:: What is expected ::
Line by line, transcribe the material shown below exactly.

+-------+

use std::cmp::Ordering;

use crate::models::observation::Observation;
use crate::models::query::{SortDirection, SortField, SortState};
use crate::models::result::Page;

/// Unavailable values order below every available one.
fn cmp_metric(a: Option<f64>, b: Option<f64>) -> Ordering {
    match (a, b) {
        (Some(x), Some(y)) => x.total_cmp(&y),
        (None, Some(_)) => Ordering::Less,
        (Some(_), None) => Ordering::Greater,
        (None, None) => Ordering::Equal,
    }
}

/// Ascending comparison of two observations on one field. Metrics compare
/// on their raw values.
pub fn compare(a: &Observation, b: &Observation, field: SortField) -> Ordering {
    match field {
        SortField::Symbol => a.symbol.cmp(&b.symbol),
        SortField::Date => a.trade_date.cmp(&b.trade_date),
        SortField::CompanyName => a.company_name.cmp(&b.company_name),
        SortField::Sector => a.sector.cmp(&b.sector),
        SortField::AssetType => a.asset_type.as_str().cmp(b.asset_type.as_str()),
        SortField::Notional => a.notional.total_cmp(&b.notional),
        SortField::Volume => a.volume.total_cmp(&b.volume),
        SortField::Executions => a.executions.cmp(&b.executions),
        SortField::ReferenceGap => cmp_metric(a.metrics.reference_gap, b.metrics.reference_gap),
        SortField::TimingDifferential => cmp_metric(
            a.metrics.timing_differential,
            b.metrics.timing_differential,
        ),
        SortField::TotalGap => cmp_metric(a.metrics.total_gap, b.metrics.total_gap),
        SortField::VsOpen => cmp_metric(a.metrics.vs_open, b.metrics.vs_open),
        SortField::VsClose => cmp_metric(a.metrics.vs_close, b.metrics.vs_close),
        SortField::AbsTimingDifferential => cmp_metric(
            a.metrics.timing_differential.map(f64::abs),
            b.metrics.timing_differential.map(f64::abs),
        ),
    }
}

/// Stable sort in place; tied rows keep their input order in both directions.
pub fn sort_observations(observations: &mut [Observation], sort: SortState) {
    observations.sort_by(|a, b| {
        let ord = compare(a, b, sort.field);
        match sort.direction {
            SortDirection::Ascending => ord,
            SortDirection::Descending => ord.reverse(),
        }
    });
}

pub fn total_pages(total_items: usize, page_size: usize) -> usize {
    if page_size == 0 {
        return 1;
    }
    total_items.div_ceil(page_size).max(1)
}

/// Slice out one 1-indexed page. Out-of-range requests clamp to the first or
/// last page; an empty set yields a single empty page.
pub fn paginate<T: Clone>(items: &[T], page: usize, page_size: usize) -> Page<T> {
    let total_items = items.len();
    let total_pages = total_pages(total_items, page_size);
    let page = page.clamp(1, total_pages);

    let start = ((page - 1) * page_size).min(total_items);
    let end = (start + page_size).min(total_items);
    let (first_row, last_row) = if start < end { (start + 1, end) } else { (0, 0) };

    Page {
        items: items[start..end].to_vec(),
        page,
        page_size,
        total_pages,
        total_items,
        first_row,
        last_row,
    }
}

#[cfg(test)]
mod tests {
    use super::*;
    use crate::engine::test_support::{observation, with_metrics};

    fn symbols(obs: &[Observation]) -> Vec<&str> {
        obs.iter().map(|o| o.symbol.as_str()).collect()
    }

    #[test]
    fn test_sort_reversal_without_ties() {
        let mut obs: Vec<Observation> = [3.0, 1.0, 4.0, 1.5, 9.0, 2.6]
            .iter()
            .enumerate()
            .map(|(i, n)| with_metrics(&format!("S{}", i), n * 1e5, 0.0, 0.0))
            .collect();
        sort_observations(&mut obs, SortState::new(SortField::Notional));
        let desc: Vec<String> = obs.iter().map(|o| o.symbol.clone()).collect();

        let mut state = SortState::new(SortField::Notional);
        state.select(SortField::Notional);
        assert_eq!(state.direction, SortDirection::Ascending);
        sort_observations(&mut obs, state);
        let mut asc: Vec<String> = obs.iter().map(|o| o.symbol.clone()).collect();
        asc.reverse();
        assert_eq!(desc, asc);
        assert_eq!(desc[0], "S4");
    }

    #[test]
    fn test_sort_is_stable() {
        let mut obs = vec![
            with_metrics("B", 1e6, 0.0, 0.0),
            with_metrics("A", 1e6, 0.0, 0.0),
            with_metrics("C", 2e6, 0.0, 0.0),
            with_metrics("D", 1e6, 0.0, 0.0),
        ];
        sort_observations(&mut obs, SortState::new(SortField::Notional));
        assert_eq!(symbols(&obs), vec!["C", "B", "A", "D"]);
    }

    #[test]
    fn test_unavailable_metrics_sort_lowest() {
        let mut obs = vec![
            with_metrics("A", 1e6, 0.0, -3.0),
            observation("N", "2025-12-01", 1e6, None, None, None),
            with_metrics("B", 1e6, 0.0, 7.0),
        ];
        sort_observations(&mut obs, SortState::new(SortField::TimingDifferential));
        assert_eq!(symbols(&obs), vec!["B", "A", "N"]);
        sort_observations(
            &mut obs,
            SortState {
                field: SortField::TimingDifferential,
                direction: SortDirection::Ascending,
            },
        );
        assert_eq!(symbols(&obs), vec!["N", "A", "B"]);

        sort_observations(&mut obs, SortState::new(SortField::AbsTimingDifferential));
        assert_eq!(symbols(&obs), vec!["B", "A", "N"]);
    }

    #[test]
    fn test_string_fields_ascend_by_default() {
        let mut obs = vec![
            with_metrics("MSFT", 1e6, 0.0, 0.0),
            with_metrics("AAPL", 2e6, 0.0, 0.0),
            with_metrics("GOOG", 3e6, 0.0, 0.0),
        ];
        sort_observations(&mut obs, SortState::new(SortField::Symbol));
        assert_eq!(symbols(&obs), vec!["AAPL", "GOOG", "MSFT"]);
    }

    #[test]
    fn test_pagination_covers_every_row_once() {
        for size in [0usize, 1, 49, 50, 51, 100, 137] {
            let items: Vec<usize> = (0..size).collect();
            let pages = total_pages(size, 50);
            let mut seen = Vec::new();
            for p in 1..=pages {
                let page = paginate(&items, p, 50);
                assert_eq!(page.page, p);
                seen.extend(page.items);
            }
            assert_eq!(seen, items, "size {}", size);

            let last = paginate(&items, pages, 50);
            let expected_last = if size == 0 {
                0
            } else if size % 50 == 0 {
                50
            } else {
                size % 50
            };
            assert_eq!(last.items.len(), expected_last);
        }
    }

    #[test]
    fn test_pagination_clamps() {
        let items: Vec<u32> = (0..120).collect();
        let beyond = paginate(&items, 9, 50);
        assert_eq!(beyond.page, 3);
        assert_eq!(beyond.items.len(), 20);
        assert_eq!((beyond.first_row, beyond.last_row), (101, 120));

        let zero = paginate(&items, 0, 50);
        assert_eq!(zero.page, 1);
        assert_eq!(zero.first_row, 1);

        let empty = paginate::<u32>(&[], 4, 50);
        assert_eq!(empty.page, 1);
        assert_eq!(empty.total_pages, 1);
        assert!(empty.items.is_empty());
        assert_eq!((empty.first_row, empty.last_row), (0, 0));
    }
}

+-------+

:: Solution below ::
use std::cmp::Ordering;

use crate::models::observation::Observation;
use crate::models::query::{SortDirection, SortField, SortState};
use crate::models::result::Page;

/// Unavailable values order below every available one.
fn cmp_metric(a: Option<f64>, b: Option<f64>) -> Ordering {
    match (a, b) {
        (Some(x), Some(y)) => x.total_cmp(&y),
        (None, Some(_)) => Ordering::Less,
        (Some(_), None) => Ordering::Greater,
        (None, None) => Ordering::Equal,
    }
}

/// Ascending comparison of two observations on one field. Metrics compare
/// on their raw values.
pub fn compare(a: &Observation, b: &Observation, field: SortField) -> Ordering {
    match field {
        SortField::Symbol => a.symbol.cmp(&b.symbol),
        SortField::Date => a.trade_date.cmp(&b.trade_date),
        SortField::CompanyName => a.company_name.cmp(&b.company_name),
        SortField::Sector => a.sector.cmp(&b.sector),
        SortField::AssetType => a.asset_type.as_str().cmp(b.asset_type.as_str()),
        SortField::Notional => a.notional.total_cmp(&b.notional),
        SortField::Volume => a.volume.total_cmp(&b.volume),
        SortField::Executions => a.executions.cmp(&b.executions),
        SortField::ReferenceGap => cmp_metric(a.metrics.reference_gap, b.metrics.reference_gap),
        SortField::TimingDifferential => cmp_metric(
            a.metrics.timing_differential,
            b.metrics.timing_differential,
        ),
        SortField::TotalGap => cmp_metric(a.metrics.total_gap, b.metrics.total_gap),
        SortField::VsOpen => cmp_metric(a.metrics.vs_open, b.metrics.vs_open),
        SortField::VsClose => cmp_metric(a.metrics.vs_close, b.metrics.vs_close),
        SortField::AbsTimingDifferential => cmp_metric(
            a.metrics.timing_differential.map(f64::abs),
            b.metrics.timing_differential.map(f64::abs),
        ),
    }
}

/// Stable sort in place; tied rows keep their input order in both directions.
pub fn sort_observations(observations: &mut [Observation], sort: SortState) {
    observations.sort_by(|a, b| {
        let ord = compare(a, b, sort.field);
        match sort.direction {
            SortDirection::Ascending => ord,
            SortDirection::Descending => ord.reverse(),
        }
    });
}

pub fn total_pages(total_items: usize, page_size: usize) -> usize {
    if page_size == 0 {
        return 1;
    }
    total_items.div_ceil(page_size).max(1)
}

/// Slice out one 1-indexed page. Out-of-range requests clamp to the first or
/// last page; an empty set yields a single empty page.
pub fn paginate<T: Clone>(items: &[T], page: usize, page_size: usize) -> Page<T> {
    let total_items = items.len();
    let total_pages = total_pages(total_items, page_size);
    let page = page.clamp(1, total_pages);

    let start = ((page - 1) * page_size).min(total_items);
    let end = (start + page_size).min(total_items);
    let (first_row, last_row) = if start < end { (start + 1, end) } else { (0, 0) };

    Page {
        items: items[start..end].to_vec(),
        page,
        page_size,
        total_pages,
        total_items,
        first_row,
        last_row,
    }
}

#[cfg(test)]
mod tests {
    use super::*;
    use crate::engine::test_support::{observation, with_metrics};

    fn symbols(obs: &[Observation]) -> Vec<&str> {
        obs.iter().map(|o| o.symbol.as_str()).collect()
    }

    #[test]
    fn test_sort_reversal_without_ties() {
        let mut obs: Vec<Observation> = [3.0, 1.0, 4.0, 1.5, 9.0, 2.6]
            .iter()
            .enumerate()
            .map(|(i, n)| with_metrics(&format!("S{}", i), n * 1e5, 0.0, 0.0))
            .collect();
        sort_observations(&mut obs, SortState::new(SortField::Notional));
        let desc: Vec<String> = obs.iter().map(|o| o.symbol.clone()).collect();

        let mut state = SortState::new(SortField::Notional);
        state.select(SortField::Notional);
        assert_eq!(state.direction, SortDirection::Ascending);
        sort_observations(&mut obs, state);
        let mut asc: Vec<String> = obs.iter().map(|o| o.symbol.clone()).collect();
        asc.reverse();
        assert_eq!(desc, asc);
        assert_eq!(desc[0], "S4");
    }

    #[test]
    fn test_sort_is_stable() {
        let mut obs = vec![
            with_metrics("B", 1e6, 0.0, 0.0),
            with_metrics("A", 1e6, 0.0, 0.0),
            with_metrics("C", 2e6, 0.0, 0.0),
            with_metrics("D", 1e6, 0.0, 0.0),
        ];
        sort_observations(&mut obs, SortState::new(SortField::Notional));
        assert_eq!(symbols(&obs), vec!["C", "B", "A", "D"]);
    }

    #[test]
    fn test_unavailable_metrics_sort_lowest() {
        let mut obs = vec![
            with_metrics("A", 1e6, 0.0, -3.0),
            observation("N", "2025-12-01", 1e6, None, None, None),
            with_metrics("B", 1e6, 0.0, 7.0),
        ];
        sort_observations(&mut obs, SortState::new(SortField::TimingDifferential));
        assert_eq!(symbols(&obs), vec!["B", "A", "N"]);
        sort_observations(
            &mut obs,
            SortState {
                field: SortField::TimingDifferential,
                direction: SortDirection::Ascending,
            },
        );
        assert_eq!(symbols(&obs), vec!["N", "A", "B"]);

        sort_observations(&mut obs, SortState::new(SortField::AbsTimingDifferential));
        assert_eq!(symbols(&obs), vec!["B", "A", "N"]);
    }

    #[test]
    fn test_string_fields_ascend_by_default() {
        let mut obs = vec![
            with_metrics("MSFT", 1e6, 0.0, 0.0),
            with_metrics("AAPL", 2e6, 0.0, 0.0),
            with_metrics("GOOG", 3e6, 0.0, 0.0),
        ];
        sort_observations(&mut obs, SortState::new(SortField::Symbol));
        assert_eq!(symbols(&obs), vec!["AAPL", "GOOG", "MSFT"]);
    }

    #[test]
    fn test_pagination_covers_every_row_once() {
        for size in [0usize, 1, 49, 50, 51, 100, 137] {
            let items: Vec<usize> = (0..size).collect();
            let pages = total_pages(size, 50);
            let mut seen = Vec::new();
            for p in 1..=pages {
                let page = paginate(&items, p, 50);
                assert_eq!(page.page, p);
                seen.extend(page.items);
            }
            assert_eq!(seen, items, "size {}", size);

            let last = paginate(&items, pages, 50);
            let expected_last = if size == 0 {
                0
            } else if size % 50 == 0 {
                50
            } else {
                size % 50
            };
            assert_eq!(last.items.len(), expected_last);
        }
    }

    #[test]
    fn test_pagination_clamps() {
        let items: Vec<u32> = (0..120).collect();
        let beyond = paginate(&items, 9, 50);
        assert_eq!(beyond.page, 3);
        assert_eq!(beyond.items.len(), 20);
        assert_eq!((beyond.first_row, beyond.last_row), (101, 120));

        let zero = paginate(&items, 0, 50);
        assert_eq!(zero.page, 1);
        assert_eq!(zero.first_row, 1);

        let empty = paginate::<u32>(&[], 4, 50);
        assert_eq!(empty.page, 1);
        assert_eq!(empty.total_pages, 1);
        assert!(empty.items.is_empty());
        assert_eq!((empty.first_row, empty.last_row), (0, 0));
    }
}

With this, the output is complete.